Politically directed spending can push out MDAs spending plans -BAN
SIERRA LEONE, Freetown: The Budget Advocacy Network (BAN) has in its statement on the fiscal year (FY) 2022 Budget, raised issues with budget credibility which it says remains a big challenge in Sierra Leone.
The spending laid out in the budget, the Network says is not delivered during the year. Whilst debate and analysis of the budget laid before parliament is important, it is equally important to monitor the actual spending that takes place during the year they maintained.
In particular, BAN noted that, there have been continuing weaknesses in expenditure composition (high levels of reallocation between budget lines and a lack of adherence to budget policy). These changes made to the budget throughout the year it added are not brought back to parliament.

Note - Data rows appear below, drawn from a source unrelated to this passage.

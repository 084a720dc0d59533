//! Native-to-interpreter trampolines for callbacks.
//!
//! Each callback gets a C function with its native signature that boxes every argument by
//! address and forwards to the interpreter entry stored in `wasm_native_to_interp_ftndescs`.
//! The interpreter calling convention takes one `int*` slot per value: the return slot (when
//! the callback returns something), each parameter, and the descriptor's auxiliary argument.

use std::{collections::HashSet, fmt::Write};

use crate::{
    interop::{
        declarations::module_identifier,
        scanner::CallbackDescriptor,
        typemap::{is_blittable, NativeType},
    },
    Error::{DuplicateTrampoline, NonBlittableParameter, NonBlittableReturn},
    Result,
};

/// Prefix of every trampoline identifier
pub const TRAMPOLINE_PREFIX: &str = "wasm_native_to_interp_";

/// Check that every callback only passes blittable values across the boundary.
///
/// # Errors
/// Returns [`crate::Error::NonBlittableReturn`] or [`crate::Error::NonBlittableParameter`] for
/// the first offending callback.
pub fn validate(callbacks: &[CallbackDescriptor]) -> Result<()> {
    for callback in callbacks {
        let method = &callback.method;

        if !method.return_type.is_void() && !is_blittable(&method.return_type) {
            return Err(NonBlittableReturn {
                method: method.to_string(),
                type_name: method.return_type.full_name.clone(),
            });
        }

        if let Some((index, parameter)) = method
            .parameters
            .iter()
            .enumerate()
            .find(|(_, parameter)| !is_blittable(parameter))
        {
            return Err(NonBlittableParameter {
                method: method.to_string(),
                index,
                type_name: parameter.full_name.clone(),
            });
        }
    }

    Ok(())
}

/// `{module}_{type}_{method}`, the lookup key of a callback.
///
/// Compiler-generated names such as ``Box`1`` or `<Main>g__Cb|0_0` are mapped to C identifier
/// characters, like module names are.
#[must_use]
pub fn lookup_name(callback: &CallbackDescriptor) -> String {
    let method = &callback.method;
    format!(
        "{}_{}_{}",
        module_identifier(&method.module_identity),
        module_identifier(&method.declaring_type.name),
        module_identifier(&method.name)
    )
}

/// Sort `callbacks` into emission order and give each its trampoline identifier.
///
/// Emission order is by module identity, declaring type name, method name and token, so the
/// result does not depend on scan order.
///
/// # Errors
/// Returns [`crate::Error::DuplicateTrampoline`] if two callbacks derive the same identifier.
pub fn assign_trampoline_names(callbacks: &mut [CallbackDescriptor]) -> Result<()> {
    callbacks.sort_by(|a, b| {
        let (a, b) = (&a.method, &b.method);
        (&a.module_identity, &a.declaring_type.name, &a.name, a.token).cmp(&(
            &b.module_identity,
            &b.declaring_type.name,
            &b.name,
            b.token,
        ))
    });

    let mut seen = HashSet::with_capacity(callbacks.len());
    for callback in callbacks.iter_mut() {
        let name = format!("{TRAMPOLINE_PREFIX}{}", lookup_name(callback));
        if !seen.insert(name.clone()) {
            return Err(DuplicateTrampoline { name });
        }

        callback.trampoline_name = Some(name);
    }

    Ok(())
}

/// The trampoline of the callback in slot `index`
fn trampoline(index: usize, name: &str, callback: &CallbackDescriptor) -> String {
    let method = &callback.method;
    let return_type = NativeType::of(&method.return_type);
    let returns = !return_type.is_void();

    let slots = usize::from(returns) + method.parameters.len() + 1;
    let signature = vec!["int*"; slots].join(",");

    let parameters = method
        .parameters
        .iter()
        .enumerate()
        .map(|(arg, parameter)| format!("{} arg{arg}", NativeType::of(parameter)))
        .collect::<Vec<_>>()
        .join(",");

    let mut arguments = Vec::with_capacity(slots);
    if returns {
        arguments.push("&res".to_string());
    }
    arguments.extend((0..method.parameters.len()).map(|arg| format!("&arg{arg}")));
    arguments.push(format!("wasm_native_to_interp_ftndescs [{index}].arg"));

    let mut out = String::new();
    let _ = writeln!(out, "{return_type} {name} ({parameters}) {{");
    let _ = writeln!(out, "typedef void (*WasmInterpEntrySig_{index}) ({signature});");
    if returns {
        let _ = writeln!(out, "{return_type} res;");
    }
    let _ = writeln!(
        out,
        "((WasmInterpEntrySig_{index})wasm_native_to_interp_ftndescs [{index}].func) ({});",
        arguments.join(", ")
    );
    if returns {
        out.push_str("return res;\n");
    }
    out.push_str("}\n");
    out
}

/// Validate and name `callbacks`, then render the descriptor array, one trampoline per
/// callback and the two lookup arrays.
///
/// `callbacks` is left sorted in emission order with every trampoline name assigned.
///
/// # Errors
/// Returns the validation or naming error; nothing is rendered in that case.
pub fn emit_trampolines(callbacks: &mut [CallbackDescriptor]) -> Result<String> {
    validate(callbacks)?;
    assign_trampoline_names(callbacks)?;

    let mut out = String::new();
    let _ = writeln!(
        out,
        "InterpFtnDesc wasm_native_to_interp_ftndescs[{}];",
        callbacks.len()
    );

    for (index, callback) in callbacks.iter().enumerate() {
        let name = callback.trampoline_name.as_deref().unwrap_or_default();
        out.push_str(&trampoline(index, name, callback));
    }

    out.push_str("static void *wasm_native_to_interp_funcs[] = { ");
    for callback in callbacks.iter() {
        let _ = write!(
            out,
            "{},",
            callback.trampoline_name.as_deref().unwrap_or_default()
        );
    }
    out.push_str("};\n");

    out.push_str("static const char *wasm_native_to_interp_map[] = { ");
    for callback in callbacks.iter() {
        let _ = writeln!(out, "\"{}\",", lookup_name(callback));
    }
    out.push_str("};\n");

    Ok(out)
}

“These are often the result of politically directed spending, which can push out the spending plans of ministries, departments and agencies (MDAs) laid out in the budget” it says. It went on to state that, disbursements to MDAs are often late, meaning vital public goods and services are delayed or not delivered at all.
According to BAN, even as they recognize many positive aspects of the budget, it stressed that implementation is the challenge. BAN’s statement on the FY2022 Budget is based on a quick analysis of the budget highlights of key sectors and issues presented by the Minister of Finance to Parliament on the 19th November 2021.
Among other issues, domestic revenue mobilisation at national and local levels and public expenditure are key towards attaining a sustainable economic growth. Equally, they saw a good improvement in the aspect of the government having a debt clearance strategy and principles, which goes in line with the government having to obtain public debt under a ceiling beyond which they cannot borrow.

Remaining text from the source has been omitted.